#### DATA SUPPLIED

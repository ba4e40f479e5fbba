//! Text functions

use cellcalc_core::CellError;

use super::args::{arg, numeric_null_bool, text};
use super::{FunctionContext, FunctionRegistry};
use crate::broadcast::{self, has_array};
use crate::value::FormulaValue;

/// Longest text a cell can hold
pub const MAX_TEXT_LEN: usize = 32767;

pub(super) fn register(registry: &mut FunctionRegistry) {
    registry.add("LEN", 1, Some(1), fn_len);
    registry.add("UPPER", 1, Some(1), fn_upper);
    registry.add("LOWER", 1, Some(1), fn_lower);
    registry.add("TRIM", 1, Some(1), fn_trim);
    registry.add("LEFT", 1, Some(2), fn_left);
    registry.add("RIGHT", 1, Some(2), fn_right);
    registry.add("MID", 3, Some(3), fn_mid);
    registry.add("CONCAT", 1, None, fn_concat);
    registry.add("CONCATENATE", 1, None, fn_concatenate);
}

fn map_text(args: &[FormulaValue], f: fn(&str) -> FormulaValue) -> FormulaValue {
    broadcast::map(arg(args, 0), |v| match text(v) {
        Ok(s) => f(&s),
        Err(e) => FormulaValue::Error(e),
    })
}

/// Character count argument: truncated, negative is `#VALUE!`
fn char_count(value: &FormulaValue) -> Result<usize, CellError> {
    let n = numeric_null_bool(value)?.trunc();
    if n < 0.0 {
        Err(CellError::Value)
    } else {
        Ok(n.min(MAX_TEXT_LEN as f64) as usize)
    }
}

fn checked_text(s: String) -> FormulaValue {
    if s.chars().count() > MAX_TEXT_LEN {
        FormulaValue::Error(CellError::Value)
    } else {
        FormulaValue::String(s)
    }
}

/// LEN(text)
pub fn fn_len(args: &[FormulaValue], _ctx: &FunctionContext) -> FormulaValue {
    map_text(args, |s| FormulaValue::Number(s.chars().count() as f64))
}

/// UPPER(text)
pub fn fn_upper(args: &[FormulaValue], _ctx: &FunctionContext) -> FormulaValue {
    map_text(args, |s| FormulaValue::String(s.to_uppercase()))
}

/// LOWER(text)
pub fn fn_lower(args: &[FormulaValue], _ctx: &FunctionContext) -> FormulaValue {
    map_text(args, |s| FormulaValue::String(s.to_lowercase()))
}

/// TRIM(text) - strips the ends and collapses inner runs of spaces
pub fn fn_trim(args: &[FormulaValue], _ctx: &FunctionContext) -> FormulaValue {
    map_text(args, |s| {
        FormulaValue::String(s.split(' ').filter(|w| !w.is_empty()).collect::<Vec<_>>().join(" "))
    })
}

fn slice_text(
    args: &[FormulaValue],
    take: impl Fn(&str, usize) -> String,
) -> FormulaValue {
    let s = match text(arg(args, 0)) {
        Ok(s) => s,
        Err(e) => return FormulaValue::Error(e),
    };
    let n = match args.get(1) {
        Some(value) => match char_count(value) {
            Ok(n) => n,
            Err(e) => return FormulaValue::Error(e),
        },
        None => 1,
    };
    FormulaValue::String(take(&s, n))
}

/// LEFT(text, [num_chars=1])
pub fn fn_left(args: &[FormulaValue], ctx: &FunctionContext) -> FormulaValue {
    if has_array(args) {
        return broadcast::apply(args, |a| fn_left(a, ctx));
    }
    slice_text(args, |s, n| s.chars().take(n).collect())
}

/// RIGHT(text, [num_chars=1])
pub fn fn_right(args: &[FormulaValue], ctx: &FunctionContext) -> FormulaValue {
    if has_array(args) {
        return broadcast::apply(args, |a| fn_right(a, ctx));
    }
    slice_text(args, |s, n| {
        let len = s.chars().count();
        s.chars().skip(len.saturating_sub(n)).collect()
    })
}

/// MID(text, start_num, num_chars) - `start_num` is 1-based
pub fn fn_mid(args: &[FormulaValue], ctx: &FunctionContext) -> FormulaValue {
    if has_array(args) {
        return broadcast::apply(args, |a| fn_mid(a, ctx));
    }
    let s = match text(arg(args, 0)) {
        Ok(s) => s,
        Err(e) => return FormulaValue::Error(e),
    };
    let start = match numeric_null_bool(arg(args, 1)) {
        Ok(n) if n.trunc() >= 1.0 => n.trunc().min(MAX_TEXT_LEN as f64 + 1.0) as usize,
        Ok(_) => return FormulaValue::Error(CellError::Value),
        Err(e) => return FormulaValue::Error(e),
    };
    match char_count(arg(args, 2)) {
        Ok(n) => FormulaValue::String(s.chars().skip(start - 1).take(n).collect()),
        Err(e) => FormulaValue::Error(e),
    }
}

/// CONCAT(text1, ...) - ranges are joined row-major
pub fn fn_concat(args: &[FormulaValue], _ctx: &FunctionContext) -> FormulaValue {
    let mut out = String::new();
    for value in args.iter().flat_map(FormulaValue::flatten) {
        match value {
            FormulaValue::Error(e) => return FormulaValue::Error(e),
            other => out.push_str(&other.as_string()),
        }
    }
    checked_text(out)
}

/// CONCATENATE(text1, ...) - grids broadcast element-wise
pub fn fn_concatenate(args: &[FormulaValue], ctx: &FunctionContext) -> FormulaValue {
    if has_array(args) {
        return broadcast::apply(args, |a| fn_concatenate(a, ctx));
    }
    let mut out = String::new();
    for value in args {
        match text(value) {
            Ok(s) => out.push_str(&s),
            Err(e) => return FormulaValue::Error(e),
        }
    }
    checked_text(out)
}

########

> **EXERCISE DIRECTIONS**
Repeat the data in full, matching each line exactly.

> **YOUR SOLUTION**
repository ba4e40f479e5fbba
//! Text functions

use cellcalc_core::CellError;

use super::args::{arg, numeric_null_bool, text};
use super::{FunctionContext, FunctionRegistry};
use crate::broadcast::{self, has_array};
use crate::value::FormulaValue;

/// Longest text a cell can hold
pub const MAX_TEXT_LEN: usize = 32767;

pub(super) fn register(registry: &mut FunctionRegistry) {
    registry.add("LEN", 1, Some(1), fn_len);
    registry.add("UPPER", 1, Some(1), fn_upper);
    registry.add("LOWER", 1, Some(1), fn_lower);
    registry.add("TRIM", 1, Some(1), fn_trim);
    registry.add("LEFT", 1, Some(2), fn_left);
    registry.add("RIGHT", 1, Some(2), fn_right);
    registry.add("MID", 3, Some(3), fn_mid);
    registry.add("CONCAT", 1, None, fn_concat);
    registry.add("CONCATENATE", 1, None, fn_concatenate);
}

fn map_text(args: &[FormulaValue], f: fn(&str) -> FormulaValue) -> FormulaValue {
    broadcast::map(arg(args, 0), |v| match text(v) {
        Ok(s) => f(&s),
        Err(e) => FormulaValue::Error(e),
    })
}

/// Character count argument: truncated, negative is `#VALUE!`
fn char_count(value: &FormulaValue) -> Result<usize, CellError> {
    let n = numeric_null_bool(value)?.trunc();
    if n < 0.0 {
        Err(CellError::Value)
    } else {
        Ok(n.min(MAX_TEXT_LEN as f64) as usize)
    }
}

fn checked_text(s: String) -> FormulaValue {
    if s.chars().count() > MAX_TEXT_LEN {
        FormulaValue::Error(CellError::Value)
    } else {
        FormulaValue::String(s)
    }
}

/// LEN(text)
pub fn fn_len(args: &[FormulaValue], _ctx: &FunctionContext) -> FormulaValue {
    map_text(args, |s| FormulaValue::Number(s.chars().count() as f64))
}

/// UPPER(text)
pub fn fn_upper(args: &[FormulaValue], _ctx: &FunctionContext) -> FormulaValue {
    map_text(args, |s| FormulaValue::String(s.to_uppercase()))
}

/// LOWER(text)
pub fn fn_lower(args: &[FormulaValue], _ctx: &FunctionContext) -> FormulaValue {
    map_text(args, |s| FormulaValue::String(s.to_lowercase()))
}

/// TRIM(text) - strips the ends and collapses inner runs of spaces
pub fn fn_trim(args: &[FormulaValue], _ctx: &FunctionContext) -> FormulaValue {
    map_text(args, |s| {
        FormulaValue::String(s.split(' ').filter(|w| !w.is_empty()).collect::<Vec<_>>().join(" "))
    })
}

fn slice_text(
    args: &[FormulaValue],
    take: impl Fn(&str, usize) -> String,
) -> FormulaValue {
    let s = match text(arg(args, 0)) {
        Ok(s) => s,
        Err(e) => return FormulaValue::Error(e),
    };
    let n = match args.get(1) {
        Some(value) => match char_count(value) {
            Ok(n) => n,
            Err(e) => return FormulaValue::Error(e),
        },
        None => 1,
    };
    FormulaValue::String(take(&s, n))
}

/// LEFT(text, [num_chars=1])
pub fn fn_left(args: &[FormulaValue], ctx: &FunctionContext) -> FormulaValue {
    if has_array(args) {
        return broadcast::apply(args, |a| fn_left(a, ctx));
    }
    slice_text(args, |s, n| s.chars().take(n).collect())
}

/// RIGHT(text, [num_chars=1])
pub fn fn_right(args: &[FormulaValue], ctx: &FunctionContext) -> FormulaValue {
    if has_array(args) {
        return broadcast::apply(args, |a| fn_right(a, ctx));
    }
    slice_text(args, |s, n| {
        let len = s.chars().count();
        s.chars().skip(len.saturating_sub(n)).collect()
    })
}

/// MID(text, start_num, num_chars) - `start_num` is 1-based
pub fn fn_mid(args: &[FormulaValue], ctx: &FunctionContext) -> FormulaValue {
    if has_array(args) {
        return broadcast::apply(args, |a| fn_mid(a, ctx));
    }
    let s = match text(arg(args, 0)) {
        Ok(s) => s,
        Err(e) => return FormulaValue::Error(e),
    };
    let start = match numeric_null_bool(arg(args, 1)) {
        Ok(n) if n.trunc() >= 1.0 => n.trunc().min(MAX_TEXT_LEN as f64 + 1.0) as usize,
        Ok(_) => return FormulaValue::Error(CellError::Value),
        Err(e) => return FormulaValue::Error(e),
    };
    match char_count(arg(args, 2)) {
        Ok(n) => FormulaValue::String(s.chars().skip(start - 1).take(n).collect()),
        Err(e) => FormulaValue::Error(e),
    }
}

/// CONCAT(text1, ...) - ranges are joined row-major
pub fn fn_concat(args: &[FormulaValue], _ctx: &FunctionContext) -> FormulaValue {
    let mut out = String::new();
    for value in args.iter().flat_map(FormulaValue::flatten) {
        match value {
            FormulaValue::Error(e) => return FormulaValue::Error(e),
            other => out.push_str(&other.as_string()),
        }
    }
    checked_text(out)
}

/// CONCATENATE(text1, ...) - grids broadcast element-wise
pub fn fn_concatenate(args: &[FormulaValue], ctx: &FunctionContext) -> FormulaValue {
    if has_array(args) {
        return broadcast::apply(args, |a| fn_concatenate(a, ctx));
    }
    let mut out = String::new();
    for value in args {
        match text(value) {
            Ok(s) => out.push_str(&s),
            Err(e) => return FormulaValue::Error(e),
        }
    }
    checked_text(out)
}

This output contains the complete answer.